Anw dun ko olu ma tunkannaden
Some call them “illegals”
We call them children of adventure
—FATOUMATA DIAWARA, CLANDESTIN
Contents
2. The Exchange Hub
3. The Gare du Nord Method
4. Hacking Infrastructures
5. The Ends of Adventure
Conclusion
Notes
References
Index
Acknowledgments
Writing this book has been an adventure, and like the Gare du Nord it brings together paths both beaten and less explored. It is a product of encounters across many boundaries. It has been shaped through ongoing conversations with research participants, friends, and mentors—and several people who have been all three. At the end of the day, I had to sit down and write, a practice I often experienced and heard described as isolating and painful. Yet thanks to this long journey, I have created many ties, and they are the kind that give life meaning and that lift us from isolation. This book is a profoundly social product, a product of many adventures.
“The adventure is hard work.” This refrain of many West African migrants in Paris came to me often as I was writing, as did their imperative to avoid getting stuck, to keep moving. My deepest gratitude goes to the people who give this project its life and its source. Without Baha Niakate, it may have never gotten off the ground. More than a key informant, he has also acted as research assistant, friend, and brother. His generosity and insight into the social world of the Gare du Nord allowed my research to take flight.
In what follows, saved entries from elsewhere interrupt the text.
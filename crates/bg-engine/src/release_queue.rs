//! Deferred return of pooled units.

use core::ops::Range;

use crate::graph::UnitKey;

/// A unit due back in the pool at `time` (context seconds).
#[derive(Clone, Copy, Debug, PartialEq)]
pub struct PendingRelease {
    pub time: f64,
    pub unit: UnitKey,
}

/// Releases sorted by time.
///
/// Due entries are consumed through a cursor and then compacted away, so
/// draining never allocates.
#[derive(Clone, Debug, Default)]
pub struct ReleaseQueue {
    entries: Vec<PendingRelease>,
    /// Next entry to hand out.
    cursor: usize,
}

impl ReleaseQueue {
    pub fn new() -> Self {
        Self::default()
    }

    pub fn with_capacity(capacity: usize) -> Self {
        Self {
            entries: Vec::with_capacity(capacity),
            cursor: 0,
        }
    }

    /// Schedule `unit` for release at `time`. Entries with equal times keep
    /// insertion order.
    pub fn push(&mut self, time: f64, unit: UnitKey) {
        let pos = self
            .entries
            .partition_point(|e| e.time <= time)
            .max(self.cursor);
        self.entries.insert(pos, PendingRelease { time, unit });
    }

    /// Index range of entries due at or before `time`; advances the cursor.
    pub fn drain_until(&mut self, time: f64) -> Range<usize> {
        let start = self.cursor;
        while self.cursor < self.entries.len() && self.entries[self.cursor].time <= time {
            self.cursor += 1;
        }
        start..self.cursor
    }

    /// Get an entry by index (for use with `drain_until` ranges).
    pub fn get(&self, index: usize) -> Option<&PendingRelease> {
        self.entries.get(index)
    }

    /// Drop consumed entries.
    pub fn compact(&mut self) {
        self.entries.drain(..self.cursor);
        self.cursor = 0;
    }

    /// Time of the next pending entry.
    pub fn next_time(&self) -> Option<f64> {
        self.entries.get(self.cursor).map(|e| e.time)
    }

    /// Entries not yet consumed.
    pub fn len(&self) -> usize {
        self.entries.len() - self.cursor
    }

    pub fn is_empty(&self) -> bool {
        self.len() == 0
    }

    /// Take every pending unit regardless of time.
    pub fn drain_all(&mut self) -> impl Iterator<Item = UnitKey> + '_ {
        let start = self.cursor;
        self.cursor = 0;
        self.entries.drain(..).skip(start).map(|e| e.unit)
    }
}

#[cfg(test)]
mod tests {
    use super::*;
    use slotmap::SlotMap;

    fn keys(n: usize) -> Vec<UnitKey> {
        let mut map: SlotMap<UnitKey, ()> = SlotMap::with_key();
        (0..n).map(|_| map.insert(())).collect()
    }

    #[test]
    fn releases_come_out_in_time_order() {
        let k = keys(3);
        let mut q = ReleaseQueue::new();
        q.push(0.5, k[0]);
        q.push(0.1, k[1]);
        q.push(0.3, k[2]);
        let range = q.drain_until(0.4);
        assert_eq!(range, 0..2);
        assert_eq!(q.get(0).unwrap().unit, k[1]);
        assert_eq!(q.get(1).unwrap().unit, k[2]);
        assert_eq!(q.len(), 1);
        assert_eq!(q.next_time(), Some(0.5));
    }

    #[test]
    fn compact_keeps_pending() {
        let k = keys(2);
        let mut q = ReleaseQueue::new();
        q.push(1.0, k[0]);
        q.push(2.0, k[1]);
        q.drain_until(1.5);
        q.compact();
        assert_eq!(q.len(), 1);
        assert_eq!(q.drain_until(2.0), 0..1);
        assert_eq!(q.get(0).unwrap().unit, k[1]);
    }

    #[test]
    fn late_push_lands_after_cursor() {
        let k = keys(2);
        let mut q = ReleaseQueue::new();
        q.push(1.0, k[0]);
        q.drain_until(1.0);
        q.push(0.5, k[1]);
        assert_eq!(q.drain_until(1.0), 1..2);
    }

    #[test]
    fn equal_times_keep_order() {
        let k = keys(3);
        let mut q = ReleaseQueue::new();
        for key in &k {
            q.push(1.0, *key);
        }
        let range = q.drain_until(1.0);
        let out: Vec<_> = range.map(|i| q.get(i).unwrap().unit).collect();
        assert_eq!(out, k);
    }

    #[test]
    fn drain_all_empties() {
        let k = keys(2);
        let mut q = ReleaseQueue::new();
        q.push(5.0, k[0]);
        q.push(9.0, k[1]);
        assert_eq!(q.drain_all().count(), 2);
        assert!(q.is_empty());
    }
}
His family in France and in Mali—Mina, Silima, Bakary, and Tene—has taken me in and traveled with me, and I will keep trying to find ways to reciprocate their hospitality. The group of West African men I met at the Gare du Nord let me into their community, amiably put up with my intrusive questions, shared their stories, and taught me more than I could contain in this book.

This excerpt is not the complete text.